Picture: ISTOCK
Picture: ISTOCK

Frankfurt — Volkswagen’s (VW) supervisory board called for an immediate inquiry into who commissioned tests in which monkeys were exposed to toxic diesel fumes, while the German government said such studies were unjustifiable.

"I will do everything possible to ensure this matter is investigated in detail," VW supervisory board chairperson Hans Dieter Pötsch said in a statement on Monday. "Whoever is responsible for this must, of course, be held accountable,"

Pötsch said in response to a New York Times report on Friday that German car makers had used an organisation called European Research Group on Environment and Health in the Transport Sector (EUGT) to commission the tests.

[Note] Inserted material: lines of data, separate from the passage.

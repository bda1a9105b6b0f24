fn main() {
    // Build timestamp, read by the footer through env!("BUILD_TIME")
    let build_time = chrono::Utc::now().to_rfc3339();
    println!("cargo:rustc-env=BUILD_TIME={}", build_time);

    println!("cargo:rerun-if-changed=build.rs");
}
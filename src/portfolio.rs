use std::collections::HashSet;

use chrono::{DateTime, Datelike};
use serde::Serialize;
use thiserror::Error;

use crate::icon::Icon;

#[derive(Debug, Clone, Copy, PartialEq, Eq, Hash, Default)]
pub enum SectionId {
    #[default]
    Home,
    About,
    Skills,
    Projects,
    Experience,
    Contact,
}

impl SectionId {
    pub const ALL: [SectionId; 6] = [
        Self::Home,
        Self::About,
        Self::Skills,
        Self::Projects,
        Self::Experience,
        Self::Contact,
    ];

    pub fn id(self) -> &'static str {
        match self {
            Self::Home => "home",
            Self::About => "about",
            Self::Skills => "skills",
            Self::Projects => "projects",
            Self::Experience => "experience",
            Self::Contact => "contact",
        }
    }

    pub fn from_id(id: &str) -> Option<Self> {
        Self::ALL.into_iter().find(|s| s.id() == id)
    }

    pub fn href(self) -> String {
        format!("#{}", self.id())
    }
}

#[derive(Debug, Clone, Copy, PartialEq, Eq)]
pub struct NavItem {
    pub id: SectionId,
    pub label: &'static str,
    pub icon: Icon,
}

#[derive(Debug, Clone, Copy, PartialEq, Eq)]
pub struct Project {
    pub title: &'static str,
    pub description: &'static str,
    pub image: &'static str,
    pub technologies: &'static [&'static str],
    pub demo_url: &'static str,
    pub repo_url: &'static str,
}

#[derive(Debug, Clone, Copy, PartialEq, Eq)]
pub struct ProjectLink {
    pub label: &'static str,
    pub icon: Icon,
    pub url: &'static str,
}

impl Project {
    pub fn links(&self) -> [ProjectLink; 2] {
        [
            ProjectLink {
                label: "Live Demo",
                icon: Icon::ExternalLink,
                url: self.demo_url,
            },
            ProjectLink {
                label: "Source",
                icon: Icon::Github,
                url: self.repo_url,
            },
        ]
    }
}

#[derive(Debug, Clone, Copy, PartialEq, Eq)]
pub struct ExperienceItem {
    pub title: &'static str,
    pub company: &'static str,
    pub duration: &'static str,
    pub responsibilities: &'static [&'static str],
}

#[derive(Debug, Clone, Copy, PartialEq, Eq)]
pub struct EducationItem {
    pub degree: &'static str,
    pub institution: &'static str,
    pub duration: &'static str,
    pub description: &'static str,
}
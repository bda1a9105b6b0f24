mod contact;
mod footer;
mod header;
mod homepage;
mod icons;
mod projects;
mod section;
mod timeline;

use leptos::prelude::*;
use leptos_meta::*;
use leptos_router::{components::*, path};
use web_sys::{ScrollBehavior, ScrollIntoViewOptions};

use crate::contact::ModalState;
use crate::motion::{ActiveSection, ScrollDirection};
use crate::portfolio::{person_json_ld, SectionId, FAVICON, PROFILE};

use homepage::HomePage;

pub fn shell(options: LeptosOptions) -> impl IntoView {
    let schema = person_json_ld()
        .inspect_err(|e| log::warn!("couldn't serialize person schema: {e}"))
        .ok();
    view! {
        <!DOCTYPE html>
        <html lang="en" class="scroll-smooth">
            <head>
                <meta charset="utf-8" />
                <meta name="viewport" content="width=device-width, initial-scale=1" />
                <AutoReload options=options.clone() />
                <HydrationScripts options />
                <meta name="color-scheme" content="dark" />
                <link rel="icon" type="image/svg+xml" href=FAVICON />
                <link rel="stylesheet" id="leptos" href="/pkg/portfolio-site.css" />
                {schema.map(|json| view! { <script type="application/ld+json" inner_html=json></script> })}
                <MetaTags />
            </head>
            <body class="bg-gray-900 text-gray-100 font-sans antialiased">
                <App />
            </body>
        </html>
    }
}

#[component]
pub fn App() -> impl IntoView {
    // Provides context that manages stylesheets, titles, meta tags, etc.
    provide_meta_context();

    view! {
        <Title formatter=|title| format!("{} - {title}", PROFILE.name) />
        <Meta name="description" content=PROFILE.summary />

        <Router>
            <Routes fallback=|| "Page not found.".into_view()>
                <Route path=path!("/") view=HomePage />
            </Routes>
        </Router>
    }
}

/// Transient UI state for the page. Created once by the home page and handed
/// to every view that reads or changes it.
#[derive(Debug, Clone, Copy)]
pub struct PageState {
    pub active: RwSignal<ActiveSection>,
    pub direction: Signal<Option<ScrollDirection>>,
    pub modal: RwSignal<ModalState>,
}

impl PageState {
    pub fn new(direction: Signal<Option<ScrollDirection>>) -> Self {
        Self {
            active: RwSignal::new(ActiveSection::new()),
            direction,
            modal: RwSignal::new(ModalState::default()),
        }
    }

    pub fn is_active(&self, section: SectionId) -> bool {
        self.active.with(|a| a.current() == section)
    }
}

/// Smooth-scrolls the page to a section's anchor. Missing targets are ignored.
pub(crate) fn scroll_to_section(section: SectionId) {
    let Some(el) = document().get_element_by_id(section.id()) else {
        log::debug!("no element with id `{}` to scroll to", section.id());
        return;
    };
    let opts = ScrollIntoViewOptions::new();
    opts.set_behavior(ScrollBehavior::Smooth);
    el.scroll_into_view_with_scroll_into_view_options(&opts);
}
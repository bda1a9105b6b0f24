use leptos::{html, prelude::*};
use leptos_use::{
    use_intersection_observer_with_options, use_window_scroll, UseIntersectionObserverOptions,
};
use web_sys::IntersectionObserverEntry;

use crate::motion::{
    Observation, RevealTarget, ScrollDirection, ScrollTracker, ACTIVE_THRESHOLD,
    VISIBILITY_THRESHOLD,
};
use crate::portfolio::SectionId;

use super::PageState;

/// Single page-wide scroll subscription, dropped with the owning component.
pub fn use_scroll_direction() -> Signal<Option<ScrollDirection>> {
    let (_, y) = use_window_scroll();
    let direction = RwSignal::new(None::<ScrollDirection>);
    // the browser may have restored a scroll position before mount
    let mut tracker = ScrollTracker::starting_at(y.get_untracked());

    Effect::watch(
        move || y.get(),
        move |offset, _, _| {
            let next = tracker.record(*offset);
            direction.maybe_update(|d| {
                let changed = *d != next;
                *d = next;
                changed
            });
        },
        false,
    );

    direction.into()
}

fn observations(
    section: SectionId,
    entries: &[IntersectionObserverEntry],
) -> impl Iterator<Item = Observation> + '_ {
    entries.iter().map(move |e| Observation {
        section,
        ratio: e.intersection_ratio(),
        intersecting: e.is_intersecting(),
    })
}

/// Page section that slides in when it scrolls into view and reports itself
/// to the navigation once it fills half the viewport.
#[component]
pub fn AnimatedSection(
    section: SectionId,
    state: PageState,
    /// Shaded background, used on alternating sections.
    #[prop(optional)]
    shaded: bool,
    children: Children,
) -> impl IntoView {
    let node = NodeRef::<html::Section>::new();
    let (visible, set_visible) = signal(false);

    // both observers disconnect when the section's owner is disposed
    use_intersection_observer_with_options(
        node,
        move |entries: Vec<IntersectionObserverEntry>, _| {
            if let Some(obs) = observations(section, &entries).last() {
                set_visible.set(obs.is_visible());
            }
        },
        UseIntersectionObserverOptions::default().thresholds(vec![VISIBILITY_THRESHOLD]),
    );
    use_intersection_observer_with_options(
        node,
        move |entries: Vec<IntersectionObserverEntry>, _| {
            state
                .active
                .maybe_update(|active| active.observe_batch(observations(section, &entries)));
        },
        UseIntersectionObserverOptions::default().thresholds(vec![ACTIVE_THRESHOLD]),
    );

    let style = move || RevealTarget::resolve(visible.get(), state.direction.get()).style();

    view! {
        <section
            id=section.id()
            node_ref=node
            class="scroll-mt-20 py-20 px-4 sm:px-6 lg:px-8 overflow-x-hidden"
            class:bg-gray-800=shaded
        >
            <div class="max-w-6xl mx-auto will-change-transform" style=style>
                {children()}
            </div>
        </section>
    }
}

#[component]
pub fn SectionHeading(
    title: &'static str,
    #[prop(optional)] subtitle: Option<&'static str>,
) -> impl IntoView {
    view! {
        <div class="text-center mb-12">
            <h2 class="text-3xl font-bold">{title}</h2>
            <div class="mx-auto mt-3 h-1 w-16 rounded bg-cyan-400"></div>
            {subtitle.map(|s| view! { <p class="mt-4 text-gray-400">{s}</p> })}
        </div>
    }
}
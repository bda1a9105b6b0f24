use leptos::prelude::*;

use crate::portfolio::{Project, SectionId, PROJECTS};

use super::icons::SvgIcon;
use super::section::{AnimatedSection, SectionHeading};
use super::PageState;

#[component]
pub fn ProjectsSection(state: PageState) -> impl IntoView {
    view! {
        <AnimatedSection section=SectionId::Projects state shaded=true>
            <SectionHeading title="Projects" subtitle="A few things I've built recently" />
            <ProjectGrid />
        </AnimatedSection>
    }
}

#[component]
pub fn ProjectGrid() -> impl IntoView {
    view! {
        <div class="grid md:grid-cols-2 gap-8">
            {PROJECTS.iter().map(|project| view! { <ProjectCard project=*project /> }).collect_view()}
        </div>
    }
}

#[component]
pub fn ProjectCard(project: Project) -> impl IntoView {
    view! {
        <article class="flex flex-col rounded-lg overflow-hidden bg-gray-900 border border-gray-700 hover:border-cyan-500/50 transition-colors">
            <img src=project.image alt=project.title loading="lazy" class="h-48 w-full object-cover" />
            <div class="flex flex-col flex-1 p-6">
                <h3 class="text-xl font-bold mb-2">{project.title}</h3>
                <p class="text-gray-400 mb-4 flex-1">{project.description}</p>
                <ul class="flex flex-wrap gap-2 mb-6">
                    {project
                        .technologies
                        .iter()
                        .map(|tech| {
                            view! {
                                <li class="px-2 py-1 rounded bg-cyan-500/10 text-cyan-400 text-xs font-medium">
                                    {*tech}
                                </li>
                            }
                        })
                        .collect_view()}
                </ul>
                <div class="flex gap-4">
                    {project
                        .links()
                        .into_iter()
                        .map(|link| {
                            view! {
                                <a
                                    href=link.url
                                    target="_blank"
                                    rel="noopener noreferrer"
                                    class="flex items-center gap-2 text-sm font-medium hover:text-cyan-400"
                                >
                                    <SvgIcon icon=link.icon />
                                    {link.label}
                                </a>
                            }
                        })
                        .collect_view()}
                </div>
            </div>
        </article>
    }
}

#[cfg(all(test, feature = "ssr"))]
mod tests {
    use super::*;

    #[test]
    fn one_card_per_project_with_tags_and_links() {
        let owner = Owner::new();
        let html = owner.with(|| view! { <ProjectGrid /> }.to_html());

        assert_eq!(html.matches("<article").count(), PROJECTS.len());
        assert_eq!(html.matches("target=\"_blank\"").count(), PROJECTS.len() * 2);
        for p in PROJECTS {
            assert!(html.contains(p.title), "missing title {}", p.title);
            assert!(html.contains(p.demo_url));
            assert!(html.contains(p.repo_url));
            for tech in p.technologies {
                assert!(html.contains(tech), "missing tag {tech}");
            }
        }
    }
}
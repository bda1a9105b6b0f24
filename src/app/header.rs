use leptos::prelude::*;

use crate::icon::Icon;
use crate::portfolio::{NavItem, SectionId, NAV_ITEMS, PROFILE};

use super::icons::SvgIcon;
use super::{scroll_to_section, PageState};

const LINK_CLASS: &str =
    "flex items-center gap-2 px-3 py-2 rounded-md text-sm font-medium transition-colors duration-200";

#[component]
pub fn NavBar(state: PageState) -> impl IntoView {
    let (menu_open, set_menu_open) = signal(false);

    let nav_link = move |item: NavItem| {
        let id = item.id;
        view! {
            <a
                href=id.href()
                class=move || {
                    if state.is_active(id) {
                        format!("{LINK_CLASS} text-cyan-400 bg-gray-800")
                    } else {
                        format!("{LINK_CLASS} text-gray-300 hover:text-white")
                    }
                }
                aria-current=move || state.is_active(id).then_some("page")
                on:click=move |ev| {
                    ev.prevent_default();
                    set_menu_open.set(false);
                    scroll_to_section(id);
                }
            >
                <SvgIcon icon=item.icon />
                <span>{item.label}</span>
            </a>
        }
    };

    view! {
        <header class="sticky top-0 z-40 bg-gray-900/90 backdrop-blur border-b border-gray-800 shadow">
            <div class="max-w-6xl mx-auto px-4 sm:px-6 lg:px-8">
                <div class="flex items-center justify-between h-16">
                    <a
                        href=SectionId::Home.href()
                        class="text-xl font-bold text-teal-400"
                        on:click=move |ev| {
                            ev.prevent_default();
                            scroll_to_section(SectionId::Home);
                        }
                    >
                        {PROFILE.name}
                    </a>
                    <nav class="hidden md:flex items-center gap-1">
                        {NAV_ITEMS.iter().copied().map(nav_link).collect_view()}
                    </nav>
                    <button
                        class="md:hidden flex items-center gap-2 p-2 rounded-md text-gray-300 hover:bg-gray-800"
                        aria-label="Toggle navigation"
                        aria-expanded=move || menu_open.get().to_string()
                        on:click=move |_| set_menu_open.update(|open| *open = !*open)
                    >
                        {move || {
                            let icon = if menu_open.get() { Icon::Close } else { Icon::Menu };
                            view! { <SvgIcon icon /> }
                        }}
                        <span class="text-sm">"Menu"</span>
                    </button>
                </div>
                <Show when=move || menu_open.get()>
                    <nav class="md:hidden flex flex-col pb-4">
                        {NAV_ITEMS.iter().copied().map(nav_link).collect_view()}
                    </nav>
                </Show>
            </div>
        </header>
    }
}
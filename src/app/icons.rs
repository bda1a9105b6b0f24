use leptos::prelude::*;

use crate::icon::Icon;

#[component]
pub fn SvgIcon(icon: Icon, #[prop(optional)] large: bool) -> impl IntoView {
    let size = if large { "w-6 h-6 shrink-0" } else { "w-5 h-5 shrink-0" };
    view! {
        <svg
            class=size
            viewBox="0 0 24 24"
            fill="none"
            stroke="currentColor"
            stroke-width="2"
            stroke-linecap="round"
            stroke-linejoin="round"
            aria-hidden="true"
        >
            <path d=icon.path() />
        </svg>
    }
}
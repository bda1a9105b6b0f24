use leptos::prelude::*;
use leptos_meta::Title;

use crate::icon::Icon;
use crate::portfolio::{SectionId, PROFILE, SKILLS, SOCIAL_LINKS};

use super::contact::{ContactSection, Modal};
use super::footer::Footer;
use super::header::NavBar;
use super::icons::SvgIcon;
use super::projects::ProjectsSection;
use super::scroll_to_section;
use super::section::{use_scroll_direction, AnimatedSection, SectionHeading};
use super::timeline::ExperienceSection;
use super::PageState;

/// Root of the page. Owns the transient UI state and composes every section.
#[component]
pub fn HomePage() -> impl IntoView {
    let state = PageState::new(use_scroll_direction());

    view! {
        <Title text=PROFILE.headline />
        <NavBar state />
        <main class="flex flex-col">
            <Hero state />
            <About state />
            <Skills state />
            <ProjectsSection state />
            <ExperienceSection state />
            <ContactSection state />
        </main>
        <Footer />
        <Modal state />
    }
}

#[component]
pub fn SocialLinks() -> impl IntoView {
    view! {
        <div class="flex gap-4">
            {SOCIAL_LINKS
                .iter()
                .map(|link| {
                    view! {
                        <a
                            href=link.url
                            target="_blank"
                            rel="noopener noreferrer"
                            class="flex items-center gap-2 text-gray-400 hover:text-cyan-400 transition-colors"
                            aria-label=link.label
                        >
                            <SvgIcon icon=link.icon large=true />
                            <span class="text-sm">{link.label}</span>
                        </a>
                    }
                })
                .collect_view()}
        </div>
    }
}

#[component]
fn Hero(state: PageState) -> impl IntoView {
    view! {
        <AnimatedSection section=SectionId::Home state>
            <div class="flex flex-col-reverse lg:flex-row items-center gap-12 min-h-[70vh]">
                <div class="flex-1 text-center lg:text-left">
                    <p class="text-cyan-400 font-medium mb-2">"Hi, my name is"</p>
                    <h1 class="text-4xl sm:text-5xl font-bold mb-4">{PROFILE.name}</h1>
                    <h2 class="text-2xl text-gray-400 mb-6">{PROFILE.headline}</h2>
                    <p class="max-w-xl mb-8 leading-relaxed mx-auto lg:mx-0">{PROFILE.summary}</p>
                    <div class="flex flex-col sm:flex-row gap-4 justify-center lg:justify-start mb-8">
                        <a
                            href=PROFILE.resume
                            download=PROFILE.resume_file_name()
                            class="inline-flex items-center justify-center gap-2 px-6 py-3 rounded-md bg-cyan-500 hover:bg-cyan-400 text-gray-900 font-medium transition-colors"
                        >
                            <SvgIcon icon=Icon::Download />
                            "Download Résumé"
                        </a>
                        <a
                            href=SectionId::Contact.href()
                            class="px-6 py-3 rounded-md border border-cyan-500 text-cyan-400 hover:bg-cyan-500/10 font-medium transition-colors"
                            on:click=move |ev| {
                                ev.prevent_default();
                                scroll_to_section(SectionId::Contact);
                            }
                        >
                            "Get in Touch"
                        </a>
                    </div>
                    <div class="flex justify-center lg:justify-start">
                        <SocialLinks />
                    </div>
                </div>
                <img
                    src=PROFILE.avatar
                    alt=PROFILE.name
                    class="w-56 h-56 lg:w-72 lg:h-72 rounded-full object-cover border-4 border-cyan-500/40 shadow-2xl"
                />
            </div>
        </AnimatedSection>
    }
}

#[component]
fn About(state: PageState) -> impl IntoView {
    view! {
        <AnimatedSection section=SectionId::About state shaded=true>
            <SectionHeading title="About Me" />
            <div class="grid md:grid-cols-2 gap-12 items-center">
                <div class="space-y-4 leading-relaxed">
                    <p>
                        "I started out building websites for local businesses and never really stopped. "
                        "These days I split my time between product engineering and the infrastructure "
                        "that keeps it fast and reliable."
                    </p>
                    <p>
                        "I care about small, well-tested pieces of software, honest code review, and "
                        "leaving a codebase friendlier than I found it."
                    </p>
                    <p>"Outside of work you'll find me on a trail, behind a camera, or tinkering with a keyboard build."</p>
                </div>
                <dl class="grid grid-cols-2 gap-6">
                    <div class="p-6 rounded-lg bg-gray-900 border border-gray-700">
                        <dt class="text-sm text-gray-400">"Based in"</dt>
                        <dd class="text-lg font-medium">{PROFILE.location}</dd>
                    </div>
                    <div class="p-6 rounded-lg bg-gray-900 border border-gray-700">
                        <dt class="text-sm text-gray-400">"Email"</dt>
                        <dd class="text-lg font-medium break-all">
                            <a href=PROFILE.mailto() target="_blank" class="hover:text-cyan-400">
                                {PROFILE.email}
                            </a>
                        </dd>
                    </div>
                </dl>
            </div>
        </AnimatedSection>
    }
}

#[component]
fn Skills(state: PageState) -> impl IntoView {
    view! {
        <AnimatedSection section=SectionId::Skills state>
            <SectionHeading title="Skills" subtitle="Tools I reach for most often" />
            <div class="grid sm:grid-cols-2 lg:grid-cols-4 gap-6">
                {SKILLS
                    .iter()
                    .map(|group| {
                        view! {
                            <div class="p-6 rounded-lg bg-gray-800 border border-gray-700">
                                <h3 class="text-lg font-bold mb-4 text-cyan-400">{group.category}</h3>
                                <ul class="flex flex-wrap gap-2">
                                    {group
                                        .skills
                                        .iter()
                                        .map(|skill| {
                                            view! {
                                                <li class="px-3 py-1 rounded-full bg-gray-700 text-sm">
                                                    {*skill}
                                                </li>
                                            }
                                        })
                                        .collect_view()}
                                </ul>
                            </div>
                        }
                    })
                    .collect_view()}
            </div>
        </AnimatedSection>
    }
}
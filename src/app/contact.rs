use leptos::{
    ev::{Event, SubmitEvent},
    prelude::*,
};

use crate::contact::{ContactError, ContactForm, Field};
use crate::portfolio::{SectionId, PROFILE};

use super::homepage::SocialLinks;
use super::section::{AnimatedSection, SectionHeading};
use super::PageState;

const INPUT_CLASS: &str = "w-full px-4 py-2 rounded-md border border-gray-700 bg-gray-900 focus:outline-none focus:ring-2 focus:ring-cyan-500";

#[component]
pub fn ContactSection(state: PageState) -> impl IntoView {
    let form = RwSignal::new(ContactForm::default());
    let (error, set_error) = signal(None::<ContactError>);

    // never leaves the page: the browser submit is cancelled and only the
    // acknowledgment dialog opens
    let on_submit = move |ev: SubmitEvent| {
        ev.prevent_default();
        match form.with_untracked(ContactForm::submit) {
            Ok(ack) => {
                set_error.set(None);
                form.set(ContactForm::default());
                state.modal.update(|m| m.open(ack));
            }
            Err(e) => {
                log::debug!("contact form incomplete: {e}");
                set_error.set(Some(e));
            }
        }
    };

    let value = move |field: Field| move || form.with(|f| f.get(field).to_string());
    let on_input = move |field: Field| {
        move |ev: Event| form.update(|f| f.set(field, event_target_value(&ev)))
    };

    view! {
        <AnimatedSection section=SectionId::Contact state shaded=true>
            <SectionHeading title="Contact" subtitle="Have a question or want to work together?" />
            <div class="grid md:grid-cols-2 gap-12">
                <div class="space-y-4">
                    <p class="leading-relaxed">
                        "My inbox is always open. Drop a note through the form or reach me directly at "
                        <a href=PROFILE.mailto() target="_blank" class="text-cyan-400 hover:underline">
                            {PROFILE.email}
                        </a>
                        "."
                    </p>
                    <SocialLinks />
                </div>
                <form class="space-y-4" on:submit=on_submit>
                    <div>
                        <label for="contact-name" class="block mb-1 text-sm">"Name"</label>
                        <input
                            id="contact-name"
                            name="name"
                            type="text"
                            required=true
                            class=INPUT_CLASS
                            prop:value=value(Field::Name)
                            on:input=on_input(Field::Name)
                        />
                    </div>
                    <div>
                        <label for="contact-email" class="block mb-1 text-sm">"Email"</label>
                        <input
                            id="contact-email"
                            name="email"
                            type="email"
                            required=true
                            class=INPUT_CLASS
                            prop:value=value(Field::Email)
                            on:input=on_input(Field::Email)
                        />
                    </div>
                    <div>
                        <label for="contact-message" class="block mb-1 text-sm">"Message"</label>
                        <textarea
                            id="contact-message"
                            name="message"
                            rows="5"
                            required=true
                            class=INPUT_CLASS
                            prop:value=value(Field::Message)
                            on:input=on_input(Field::Message)
                        ></textarea>
                    </div>
                    {move || {
                        error
                            .get()
                            .map(|e| view! { <p class="text-sm text-red-400" role="alert">{e.to_string()}</p> })
                    }}
                    <button
                        type="submit"
                        class="px-6 py-3 rounded-md bg-cyan-500 hover:bg-cyan-400 text-gray-900 font-medium transition-colors"
                    >
                        "Send Message"
                    </button>
                </form>
            </div>
        </AnimatedSection>
    }
}

#[component]
pub fn Modal(state: PageState) -> impl IntoView {
    let close = move || state.modal.update(|m| m.close());
    let message = move || state.modal.with(|m| m.message().unwrap_or_default().to_string());

    view! {
        <Show when=move || state.modal.with(|m| m.is_open())>
            <div
                class="fixed inset-0 z-50 flex items-center justify-center bg-black/60 px-4"
                on:click=move |_| close()
            >
                <div
                    role="dialog"
                    aria-modal="true"
                    class="w-full max-w-sm rounded-lg bg-gray-800 border border-gray-700 p-6 text-center shadow-2xl"
                    on:click=|ev| ev.stop_propagation()
                >
                    <p class="mb-6 text-lg">{message}</p>
                    <button
                        class="px-4 py-2 rounded-md bg-cyan-500 hover:bg-cyan-400 text-gray-900 font-medium"
                        on:click=move |_| close()
                    >
                        "Close"
                    </button>
                </div>
            </div>
        </Show>
    }
}
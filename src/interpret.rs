// =============================================================================
// Indicator Interpretation — plain-language insight strings
// =============================================================================
//
// Pure text generation over the latest indicator readings. The dashboard
// shows these next to the charts; nothing here touches the network or holds
// state.

/// Describe the latest RSI reading.
///
/// Zones: > 70 overbought, < 30 oversold, (50, 70] upward momentum,
/// [30, 50) downward momentum, otherwise neutral.
pub fn interpret_rsi(rsi: f64) -> &'static str {
    if rsi > 70.0 {
        "The RSI suggests the stock may be overbought, potentially indicating a possibility of a price correction."
    } else if rsi < 30.0 {
        "The RSI suggests the stock may be oversold, potentially indicating a possibility of a price increase."
    } else if rsi > 50.0 {
        "The RSI indicates an upward trend but is not yet in overbought territory."
    } else if rsi < 50.0 {
        "The RSI indicates a downward trend but is not yet in oversold territory."
    } else {
        "The RSI is in a neutral zone, suggesting no strong upward or downward momentum."
    }
}

/// Describe the relationship between the short and long moving averages
/// (golden cross / death cross).
pub fn interpret_ma_cross(ma_short: f64, ma_long: f64) -> &'static str {
    if ma_short > ma_long {
        "The short moving average is above the long moving average, signaling a bullish trend (Golden Cross)."
    } else if ma_short < ma_long {
        "The short moving average is below the long moving average, signaling a bearish trend (Death Cross)."
    } else {
        "The short and long moving averages are equal, indicating market indecision."
    }
}

/// Assemble the insight block for an analysis report from the latest defined
/// readings. Indicators still in their warm-up window are skipped rather
/// than guessed at.
pub fn build_insights(
    latest_close: f64,
    rsi: Option<f64>,
    ma_short: Option<f64>,
    ma_long: Option<f64>,
) -> Vec<String> {
    let mut insights = Vec::new();

    match rsi {
        Some(value) => insights.push(interpret_rsi(value).to_string()),
        None => insights.push(
            "RSI is not yet defined for the selected range (insufficient history for the window)."
                .to_string(),
        ),
    }

    if let (Some(s), Some(l)) = (ma_short, ma_long) {
        insights.push(interpret_ma_cross(s, l).to_string());
    }

    insights.push(format!(
        "The last closing price is {latest_close:.2}. Compare with historical prices for resistance/support levels."
    ));

    insights
}
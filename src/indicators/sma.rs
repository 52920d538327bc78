// =============================================================================
// Simple Moving Average (SMA)
// =============================================================================
//
// The arithmetic mean of the trailing `window` values, recomputed at every
// position via a running sum (O(n) total, no per-position rescan).

/// Compute the simple moving average of `values` over a trailing `window`.
///
/// The output has the same length as the input. Position `i` holds the mean
/// of `values[i - window + 1 ..= i]` when `i >= window - 1`, and `None`
/// during the warm-up prefix.
///
/// # Edge cases
/// - `window == 0` => every position is `None`
/// - `window > values.len()` => every position is `None` (insufficient
///   history is not an error; the caller decides how to display the gap)
pub fn compute_moving_average(values: &[f64], window: usize) -> Vec<Option<f64>> {
    let n = values.len();
    if window == 0 || window > n {
        return vec![None; n];
    }

    let mut out = vec![None; n];
    let mut sum = 0.0;
    for i in 0..n {
        sum += values[i];
        if i >= window {
            sum -= values[i - window];
        }
        if i + 1 >= window {
            out[i] = Some(sum / window as f64);
        }
    }
    out
}

// =============================================================================
// Unit Tests
// =============================================================================
#[cfg(test)]
mod tests {
    use super::*;

    #[test]
    fn empty_input() {
        assert!(compute_moving_average(&[], 5).is_empty());
    }

    #[test]
    fn window_zero_is_all_undefined() {
        let out = compute_moving_average(&[1.0, 2.0, 3.0], 0);
        assert_eq!(out, vec![None, None, None]);
    }

    #[test]
    fn window_larger_than_input_is_all_undefined() {
        let out = compute_moving_average(&[1.0, 2.0, 3.0], 4);
        assert_eq!(out, vec![None, None, None]);
    }

    #[test]
    fn warm_up_prefix_then_means() {
        // 3-period SMA of [1..6]: defined from index 2.
        let values: Vec<f64> = (1..=6).map(|x| x as f64).collect();
        let out = compute_moving_average(&values, 3);
        assert_eq!(
            out,
            vec![None, None, Some(2.0), Some(3.0), Some(4.0), Some(5.0)]
        );
    }

    #[test]
    fn window_equals_length() {
        let out = compute_moving_average(&[2.0, 4.0, 6.0], 3);
        assert_eq!(out, vec![None, None, Some(4.0)]);
    }

    #[test]
    fn window_one_is_identity() {
        let values = vec![5.0, 7.5, 2.5];
        let out = compute_moving_average(&values, 1);
        assert_eq!(out, vec![Some(5.0), Some(7.5), Some(2.5)]);
    }

    #[test]
    fn every_defined_position_matches_a_direct_mean() {
        let values = vec![44.34, 44.09, 44.15, 43.61, 44.33, 44.83, 45.10, 45.42];
        let window = 4;
        let out = compute_moving_average(&values, window);

        for i in 0..values.len() {
            if i + 1 >= window {
                let direct: f64 =
                    values[i + 1 - window..=i].iter().sum::<f64>() / window as f64;
                let got = out[i].expect("position should be defined");
                assert!((got - direct).abs() < 1e-9, "index {i}: {got} vs {direct}");
            } else {
                assert!(out[i].is_none(), "index {i} should be warm-up");
            }
        }
    }
}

The study, conducted in 2014, was designed to defend diesel following revelations that the fuel’s exhaust fumes were carcinogenic, the newspaper reported.

Reuters could not immediately confirm the details and purpose of the study and EUGT, which was dissolved last year, could not be reached for comment. EUGT received all its funding from VW and fellow German car makers Daimler and BMW, the New York Times said.

The European Commission is aware of reports of third-party testing and "we hope that the minister of the respective [countries] will be able to explain what has happened" at a ministerial air-quality summit taking place in Brussels on Tuesday, a spokesperson for the European Commission said.

Representatives of vehicle makers General Motors, Ford Motor and Fiat Chrysler Automobiles said on Monday that they do not test the effects of emissions on humans or animals.

Unjustifiable tests

On Saturday, VW, Daimler and BMW denounced the study, the revelation of which is the latest aftershock from the VW emissions-rigging scandal, which continues to rock the automotive industry.

VW has pledged never to test with animals again, Thomas Steg, VW’s chief lobbyist, told German daily Bild in an interview to be published on Tuesday. "We want to absolutely rule out testing on animals for the future so that this doesn’t happen again," Bild quoted Steg as saying.

On Monday, VW said that some staff members, who it did not identify, including some in its legal department, at the VW brand’s technical development division and at VW of America, were aware of the tests at the time. VW said the study was never discussed in any management board meetings, after Bild earlier reported that an internal e-mail showed that at least some senior managers were informed about the design of the research.

In a related development, German daily Stuttgarter Zeitung reported on Sunday that EUGT also sponsored scientific experiments testing nitrogen dioxide, a gas found in exhaust fumes, on people. Aachen University’s research hospital confirmed on Monday that EUGT had sponsored a study in 2013 and 2014, but said it was related to workplace safety, not diesel emissions.

As part of the study, 25 people were exposed to varying levels of nitrogen dioxide for three hours to investigate the possible health effects of the chemical compound in concentrations below the limit for workplaces, Uniklinik RWTH Aachen said in a statement.

The German government said on Monday that any automotive emissions-testing on monkeys or people was unjustifiable. "These tests on monkeys or even people are in no ethical way justifiable and raise many critical questions about those who are behind the tests," government spokesman Steffen Seibert told a regular government news conference in Berlin.

Stephan Weil, who represents the German state of Lower Saxony, a VW shareholder on the car maker’s supervisory board, said the board was pressing the car maker to urgently provide information about the aim of the studies, saying at a news conference on Monday, "After the matter has been cleared up there will also be the question of who was personally responsible."